Fr. Dagohoy was the former internal auditor of the University.

Kneeling before the newly installed Vice Chancellor, Rev. Fr. Gerard Francisco Timoner III, O.P., Fr. Dagohoy signed the Decree of Appointment, with Secretary General Rev. Fr. Florentino Bolo, Jr., O.P. reading it. This was followed by the Profession of Faith, where he put his left hand on the Bible, and the Oath of Fidelity.

The Rector’s Collar was conferred upon by Dr. Nona Ricafort of the Commission on Higher Education (CHED), while the University Maces were entrusted by Prof. Clarita Carillo, Ph. D., Vice Rector for Academic Affairs and Research, and by Rev. Fr. Pablo Tiong, O.P., former Vice Rector. Fr. Bolo was the Master of Ceremonies.

In his inaugural address, the new Rector said that he hoped Thomasians would walk with him for UST’s future. He said that “continuity is not synonymous with stagnance,” implying that his term shall also work with what was left unfinished for “they are there out of good intentions.” He felt fear when he learned of the news of him taking the post but he prayed to the Lord for guidance and strength.

“In behalf of the CSC Executive Board and Central Board, we would like to congratulate the newly appointed Rector.
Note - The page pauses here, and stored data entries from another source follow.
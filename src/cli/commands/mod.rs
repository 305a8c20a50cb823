pub mod backend;
pub mod logging;

use clap::{
    builder::styling::{AnsiColor, Effects, Styles},
    Arg, ColorChoice, Command,
};

pub const ARG_IDENTIFIER: &str = "identifier";
pub const ARG_PIN: &str = "pin";

#[must_use]
pub fn new() -> Command {
    let styles = Styles::styled()
        .header(AnsiColor::Yellow.on_default() | Effects::BOLD)
        .usage(AnsiColor::Green.on_default() | Effects::BOLD)
        .literal(AnsiColor::Blue.on_default() | Effects::BOLD)
        .placeholder(AnsiColor::Green.on_default());

    let command = Command::new("pingate")
        .about("PIN authentication gate")
        .version(env!("CARGO_PKG_VERSION"))
        .long_version(concat!(
            env!("CARGO_PKG_VERSION"),
            " - ",
            env!("PINGATE_GIT_SHA")
        ))
        .color(ColorChoice::Auto)
        .styles(styles)
        .arg(
            Arg::new(ARG_IDENTIFIER)
                .help("Identifier to authenticate, usually the last segment of the invitation link")
                .env("PINGATE_IDENTIFIER"),
        )
        .arg(
            Arg::new(ARG_PIN)
                .long("pin")
                .help("Submit this 4-digit PIN instead of reading keys from stdin")
                .env("PINGATE_PIN")
                .hide_env_values(true),
        );

    let command = backend::with_args(command);
    logging::with_args(command)
}
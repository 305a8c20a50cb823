//! Configured backend base URL and the endpoints the gate calls on it.
//! Endpoints are always derived from the configured base; there is no
//! built-in host.

use super::identifier::Identifier;
use thiserror::Error;
use url::Url;

const STATUS_PATH: [&str; 4] = ["api", "v1", "auth", "check-pin-status"];
const LOGIN_PATH: [&str; 4] = ["api", "v1", "auth", "login"];

#[derive(Clone, Debug, Error, PartialEq, Eq)]
pub enum BackendError {
    #[error("invalid backend URL: {0}")]
    Parse(#[from] url::ParseError),
    #[error("unsupported scheme {0}, expected http or https")]
    UnsupportedScheme(String),
    #[error("backend URL has no host")]
    MissingHost,
}

#[derive(Clone, Debug, PartialEq, Eq)]
pub struct Backend {
    base: Url,
}

impl Backend {
    /// Parses and validates a base URL such as `https://api.example.com` or
    /// `https://example.com/prefix/`. Query and fragment are dropped.
    ///
    /// # Errors
    /// Returns an error if the URL is not an absolute http(s) URL with a host.
    pub fn parse(raw: &str) -> Result<Self, BackendError> {
        let mut base = Url::parse(raw.trim())?;

        match base.scheme() {
            "http" | "https" => {}
            other => return Err(BackendError::UnsupportedScheme(other.to_string())),
        }

        // http(s) URLs with a host are never cannot-be-a-base.
        if base.host().is_none() {
            return Err(BackendError::MissingHost);
        }

        base.set_query(None);
        base.set_fragment(None);

        Ok(Self { base })
    }

    #[must_use]
    pub fn base_url(&self) -> &Url {
        &self.base
    }

    /// `GET` target reporting whether `identifier` has a PIN.
    #[must_use]
    pub fn pin_status_url(&self, identifier: &Identifier) -> Url {
        let mut url = self.endpoint(&STATUS_PATH);
        if let Ok(mut segments) = url.path_segments_mut() {
            segments.push(identifier.as_str());
        }
        url
    }

    /// `POST` target for PIN verification.
    #[must_use]
    pub fn login_url(&self) -> Url {
        self.endpoint(&LOGIN_PATH)
    }

    fn endpoint(&self, path: &[&str]) -> Url {
        let mut url = self.base.clone();
        if let Ok(mut segments) = url.path_segments_mut() {
            segments.pop_if_empty().extend(path);
        }
        url
    }
}

#[cfg(test)]
mod tests {
    use super::*;

    fn id(value: &str) -> Identifier {
        Identifier::parse(Some(value)).unwrap_or_else(|| panic!("invalid identifier {value}"))
    }

    #[test]
    fn builds_endpoints_from_base() -> Result<(), BackendError> {
        let backend = Backend::parse("https://api.example.com")?;
        assert_eq!(
            backend.pin_status_url(&id("abc123")).as_str(),
            "https://api.example.com/api/v1/auth/check-pin-status/abc123"
        );
        assert_eq!(
            backend.login_url().as_str(),
            "https://api.example.com/api/v1/auth/login"
        );
        Ok(())
    }

    #[test]
    fn keeps_path_prefix_and_drops_query() -> Result<(), BackendError> {
        let backend = Backend::parse("http://localhost:8080/gate/?debug=1#top")?;
        assert_eq!(
            backend.login_url().as_str(),
            "http://localhost:8080/gate/api/v1/auth/login"
        );
        Ok(())
    }

    #[test]
    fn identifier_is_a_single_escaped_segment() -> Result<(), BackendError> {
        let backend = Backend::parse("https://api.example.com")?;
        assert_eq!(
            backend.pin_status_url(&id("a/b?c")).as_str(),
            "https://api.example.com/api/v1/auth/check-pin-status/a%2Fb%3Fc"
        );
        Ok(())
    }

    #[test]
    fn rejects_non_http_urls() {
        assert_eq!(
            Backend::parse("ftp://example.com"),
            Err(BackendError::UnsupportedScheme("ftp".to_string()))
        );
        assert!(matches!(
            Backend::parse("not a url"),
            Err(BackendError::Parse(_))
        ));
    }
}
We are looking forward with working with [him] for a fruitful academic year,” says Central Student Council President Rubi Anne Dauan with an interview with TomasinoWeb. The Student Organizations Coordinating Council (SOCC) President Benjamin Ravanera III also congratulated the new Rector. “SOCC will always support your plans for the university.” Manila Mayor Alfredo S. Lim also expressed his support for Fr. Dagohoy.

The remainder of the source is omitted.